Indeed, a recent study into the orbits (eye sockets) of some dinosaur fossil skulls, concluded that some members of the Theropoda may have been night-hunters, or at least hunters in low light levels. The predation threat from dinosaurs may have led to the evolutionary “spur” that favoured small, mammalian ancestors with better senses and hence larger brains.
The research team reconstructed the oldest known skulls of proto-mammals, the 10 cm long, shrew-like Morganucodon and Hadrocodium. Luo and colleagues found clues to how the mammalian brain may have begun to grow bigger. Using CAT scanning technology the researchers created three-dimensional images of the brain endocasts, based on the fossilised impressions of brain tissue and spaces left on the inside of the preserved fossil skulls. This gave the team a detailed view of the surface of the brain and the nasal cavities.
The team then compared these endocasts with those for seven fossils of early cynodonts – synapsids just like mammals but primitive reptiles that were abundant during the Early Triassic. It is the cynodonts, that scientists believe, are the ancestors of mammals. The team also examined the endocasts of twenty-seven other primitive mammals from the Mesozoic and compared their results with an analysis of the brains of 2 two hundred and seventy living mammal species.
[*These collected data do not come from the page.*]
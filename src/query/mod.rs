//! Path query builder: endpoints plus compiled category filters become one
//! shortest-path traversal request.

use std::time::Instant;

use uuid::Uuid;

use crate::error::Result;
use crate::filter::{compile_filter, Category, Operand, PathFilters, Predicate};
use crate::graph::Record;

/// Default maximum number of project hops a traversal explores.
pub const DEFAULT_MAX_DEPTH: usize = 6;

/// A constrained shortest-path request between two people.
///
/// Each predicate constrains the intermediate nodes of its category. The
/// person predicate already includes the endpoint allowance, so an executor
/// can apply it uniformly to every person it visits.
#[derive(Debug, Clone, PartialEq)]
pub struct TraversalRequest {
    /// Correlates executor logs with the caller's request.
    pub request_id: String,
    pub source: i64,
    pub target: i64,
    pub person: Predicate,
    pub movie: Predicate,
    pub episode: Predicate,
    pub max_depth: usize,
    /// Point after which the caller has stopped waiting. Executors doing
    /// blocking work check it between steps and abandon the traversal.
    pub deadline: Option<Instant>,
}

impl TraversalRequest {
    pub fn predicate(&self, category: Category) -> &Predicate {
        match category {
            Category::Person => &self.person,
            Category::Movie => &self.movie,
            Category::Episode => &self.episode,
        }
    }

    /// True when no category is constrained.
    pub fn is_unconstrained(&self) -> bool {
        self.person.is_always() && self.movie.is_always() && self.episode.is_always()
    }

    pub fn deadline_passed(&self) -> bool {
        self.deadline.map_or(false, |deadline| Instant::now() >= deadline)
    }

    /// Whether a node of `category` may appear on the path, by the reference
    /// semantics of [`Predicate::evaluate`].
    pub fn admits(&self, category: Category, record: &Record) -> bool {
        self.predicate(category).evaluate(record)
    }
}

/// Builds a [`TraversalRequest`], compiling every filter before anything is
/// submitted.
#[derive(Debug, Clone)]
pub struct PathQueryBuilder<'a> {
    source: i64,
    target: i64,
    filters: Option<&'a PathFilters>,
    max_depth: usize,
    request_id: Option<String>,
    deadline: Option<Instant>,
}

impl<'a> PathQueryBuilder<'a> {
    pub fn new(source: i64, target: i64) -> Self {
        Self {
            source,
            target,
            filters: None,
            max_depth: DEFAULT_MAX_DEPTH,
            request_id: None,
            deadline: None,
        }
    }

    pub fn filters(mut self, filters: Option<&'a PathFilters>) -> Self {
        self.filters = filters;
        self
    }

    pub fn max_depth(mut self, max_depth: usize) -> Self {
        self.max_depth = max_depth;
        self
    }

    /// Defaults to a fresh UUID.
    pub fn request_id(mut self, request_id: impl Into<String>) -> Self {
        self.request_id = Some(request_id.into());
        self
    }

    pub fn deadline(mut self, deadline: Instant) -> Self {
        self.deadline = Some(deadline);
        self
    }

    pub fn build(self) -> Result<TraversalRequest> {
        let compile = |category: Category| -> Result<Predicate> {
            match self.filters.and_then(|f| f.get(category)) {
                Some(filter) => compile_filter(category, filter),
                None => Ok(Predicate::Always),
            }
        };

        let person = compile(Category::Person)?;
        let movie = compile(Category::Movie)?;
        let episode = compile(Category::Episode)?;

        Ok(TraversalRequest {
            request_id: self.request_id.clone().unwrap_or_else(|| Uuid::new_v4().to_string()),
            source: self.source,
            target: self.target,
            person: self.allow_endpoints(person),
            movie,
            episode,
            max_depth: self.max_depth,
            deadline: self.deadline,
        })
    }

    /// The two query subjects always pass the person filter.
    fn allow_endpoints(&self, person: Predicate) -> Predicate {
        if person.is_always() {
            return person;
        }
        Predicate::Or(vec![
            Predicate::OneOf {
                field: Category::Person.id_field(),
                values: vec![Operand::Int(self.source), Operand::Int(self.target)],
            },
            person,
        ])
    }
}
They found that the size of the mammalian brain evolved in three major stages. First, by the time Morganucodon was alive 190 million years ago, the brain was almost 50% larger than in cynodonts, and areas that process smell, such as the olfactory bulb, were distinctly larger. Then, a short time later in Hadrocodium, the closest known relative of living mammals, the brain had expanded another 50%, with parts involved in smell accounting for most of the increase. Thirdly, by 65 million years ago when modern types of “crown” mammals arose, regions of the brain that control neuromuscular coordination by integrating different senses had enlarged.
Examples of Early Mammals
Picture credit: Everything Dinosaur
To view models and replicas of early prehistoric mammals: Mojo Fun Prehistoric and Extinct Figures.
Images released show the computer generated image of the brain (pink) and the swollen front section of the brain equating to the olfactory bulbs (part of brain attributed to detection and analysis of sense of smell.
Biologist R. Glenn Northcutt of the University of California (UC), stated:
“The paper provides the first evidence of the relative size of the brains and which parts were initially enlarging during critical stages in the evolution of modern mammalian brains. Until now, we could only speculate what changes were occurring and at what rate. Now we have data and can infer what selective pressures were driving brain evolution in the radiation that led to mammals.”
Biological anthropologist Terrence Deacon of UC Berkeley also praises the descriptive work that shows the olfactory bulb was “unambiguously enlarged” compared with the structure in reptiles. But he warns that just because it was larger when the brain began to expand doesn’t mean that the sense of smell drove the size increase, it could just correlate with enlargement caused by another adaptation.
Deacon commented that regardless of the trigger, though the fossils show that a:
“Mammalian pattern of brain organisation is apparent at this very early stage of proto-mammalian evolution.”